:: YOUR GOAL ::
Search the data below for the word "Router" and report how many lines contain it, with no added words.
━━━━━ DATA EXCERPTS ━━━━━
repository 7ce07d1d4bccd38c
use serde::Serialize;
use std::sync::Arc;

use super::Workspace;
use crate::modules::auth::Principal;
use crate::utils::{
    chats::models::{RosterState, SelectedChat},
    friends::models::RelationshipsView,
    messages::models::MessageLog,
};

#[derive(Clone)]
pub enum SessionState {
    /// The principal stream has not been read yet.
    Loading,
    SignedIn(Arc<Workspace>),
    SignedOut,
}

/// Everything the chat screens render, in one document.
#[derive(Serialize, Debug, Clone, PartialEq)]
#[serde(rename_all = "camelCase")]
pub struct ViewState {
    pub principal: Principal,
    pub relationships: RelationshipsView,
    pub has_pending_requests: bool,
    pub roster: RosterState,
    pub selected_chat: SelectedChat,
    pub messages: MessageLog,
}
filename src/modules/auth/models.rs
use serde::{Deserialize, Serialize};
use validator::Validate;

use crate::modules::store::Timestamp;
use crate::utils::users::display_name_or_email;

/// The authenticated user as seen by the auth backend.
#[derive(Serialize, Deserialize, Debug, Clone, PartialEq)]
#[serde(rename_all = "camelCase")]
pub struct Principal {
    pub uid: String,
    pub email: String,
    pub display_name: Option<String>,
    #[serde(rename = "photoURL")]
    pub photo_url: Option<String>,
    pub created_at: Timestamp,
    pub last_sign_in_time: Timestamp,
}

impl Principal {
    /// Name shown to other users: the profile name, else the e-mail local part.
    pub fn resolved_name(&self) -> String {
        display_name_or_email(self.display_name.as_deref(), Some(&self.email))
            .unwrap_or_else(|| self.email.clone())
    }
}

#[derive(Serialize, Deserialize, Debug)]
pub struct Credentials {
    pub email: String,
    pub password: String,
}

/// Identity asserted by an external provider after a successful popup flow.
#[derive(Serialize, Deserialize, Debug, Clone, Validate)]
#[serde(rename_all = "camelCase")]
pub struct FederatedIdentity {
    pub provider: String,
    pub subject: String,
    #[validate(email)]
    pub email: String,
    #[serde(default)]
    pub display_name: Option<String>,
    #[serde(default, rename = "photoURL")]
    pub photo_url: Option<String>,
}

#[derive(Serialize, Deserialize, Debug, Clone, Default)]
#[serde(rename_all = "camelCase")]
pub struct ProfileUpdate {
    #[serde(default)]
    pub display_name: Option<String>,
    #[serde(default, rename = "photoURL")]
    pub photo_url: Option<String>,
}

impl ProfileUpdate {
    /// Blank values clear the field.
    pub fn normalized(self) -> Self {
        fn clean(value: Option<String>) -> Option<String> {
            value
                .map(|v| v.trim().to_string())
                .filter(|v| !v.is_empty())
        }
        Self {
            display_name: clean(self.display_name),
            photo_url: clean(self.photo_url),
        }
    }
}
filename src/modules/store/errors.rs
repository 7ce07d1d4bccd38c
use thiserror::Error;

#[derive(Error, Debug, Clone, PartialEq)]
pub enum StoreError {
    #[error("Document {0} does not exist")]
    NotFound(String),
    #[error("Missing or insufficient permissions for {0}")]
    PermissionDenied(String),
    #[error("Failed to decode document {0}")]
    Decode(String),
}

impl From<serde_json::Error> for StoreError {
    fn from(e: serde_json::Error) -> Self {
        Self::Decode(e.to_string())
    }
}
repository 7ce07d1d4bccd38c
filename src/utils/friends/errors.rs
use axum::{http::StatusCode, response::IntoResponse};
use thiserror::Error;
use tracing::error;

use super::models::RelationshipMutation;
use crate::errors::AppError;
use crate::modules::store::StoreError;

#[derive(Error, Debug)]
pub enum FriendError {
    #[error("Cannot send a friend request to yourself")]
    SelfRequest,
    #[error("User does not exist")]
    UserNotFound,
    #[error("Already a friend")]
    AlreadyFriend,
    #[error("Friend request already sent")]
    RequestSentAlready,
    #[error("This user already sent you a friend request")]
    RequestPending,
    #[error("Friend request is missing")]
    RequestMissing,
    /// The principal's side was written, the counterpart's side was not.
    #[error("Failed to {mutation}: only {applied} was updated")]
    OneSided {
        mutation: RelationshipMutation,
        applied: String,
        #[source]
        source: StoreError,
    },
    #[error(transparent)]
    Unexpected(#[from] anyhow::Error),
}

impl IntoResponse for FriendError {
    fn into_response(self) -> axum::response::Response {
        let info = self.to_string();
        let status_code = match self {
            FriendError::SelfRequest => StatusCode::BAD_REQUEST,
            FriendError::UserNotFound => StatusCode::NOT_FOUND,
            FriendError::AlreadyFriend => StatusCode::BAD_REQUEST,
            FriendError::RequestSentAlready => StatusCode::BAD_REQUEST,
            FriendError::RequestPending => StatusCode::BAD_REQUEST,
            FriendError::RequestMissing => StatusCode::BAD_REQUEST,
            FriendError::OneSided { mutation, .. } => {
                error!("{info}");
                return AppError::exp(
                    StatusCode::INTERNAL_SERVER_ERROR,
                    &format!("Failed to {mutation}"),
                )
                .into_response();
            }
            FriendError::Unexpected(e) => return AppError::Unexpected(e).into_response(),
        };

        AppError::exp(status_code, &info).into_response()
    }
}
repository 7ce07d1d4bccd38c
pub mod chats;
pub mod friends;
pub mod messages;
pub mod session;
pub mod users;
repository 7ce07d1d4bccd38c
pub mod session;
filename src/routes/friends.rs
use axum::{
    debug_handler,
    extract::{Path, Query},
    routing::{delete, get, post},
    Json, Router,
};

use crate::modules::extractors::session::SignedIn;
use crate::state::AppState;
use crate::utils::{
    friends::models::{FriendRequest, RelationshipsView},
    session::errors::SessionError,
    users::models::{UserSearch, UserSearchResult},
};

pub fn router() -> Router<AppState> {
    Router::new()
        .route("/", get(user_friends))
        .route("/search", get(search_users))
        .route("/requests", post(send_friend_request))
        .route("/:uid/accept", post(accept_friend_request))
        .route("/:uid", delete(remove_friend))
}

#[debug_handler(state = AppState)]
async fn user_friends(SignedIn(workspace): SignedIn) -> Json<RelationshipsView> {
    Json(workspace.relationships())
}

#[debug_handler(state = AppState)]
async fn search_users(
    SignedIn(workspace): SignedIn,
    Query(search): Query<UserSearch>,
) -> Result<Json<Vec<UserSearchResult>>, SessionError> {
    Ok(Json(workspace.search_users(&search.term).await?))
}

#[debug_handler(state = AppState)]
async fn send_friend_request(
    SignedIn(workspace): SignedIn,
    Json(request): Json<FriendRequest>,
) -> Result<(), SessionError> {
    workspace.send_friend_request(&request.uid).await
}

#[debug_handler(state = AppState)]
async fn accept_friend_request(
    SignedIn(workspace): SignedIn,
    Path(uid): Path<String>,
) -> Result<(), SessionError> {
    workspace.accept_friend_request(&uid).await
}

/// Rejects, cancels or unfriends, whichever applies.
#[debug_handler(state = AppState)]
async fn remove_friend(
    SignedIn(workspace): SignedIn,
    Path(uid): Path<String>,
) -> Result<(), SessionError> {
    workspace.remove_friend(&uid).await
}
━━━━━
:: EXERCISE OUTPUT ::
3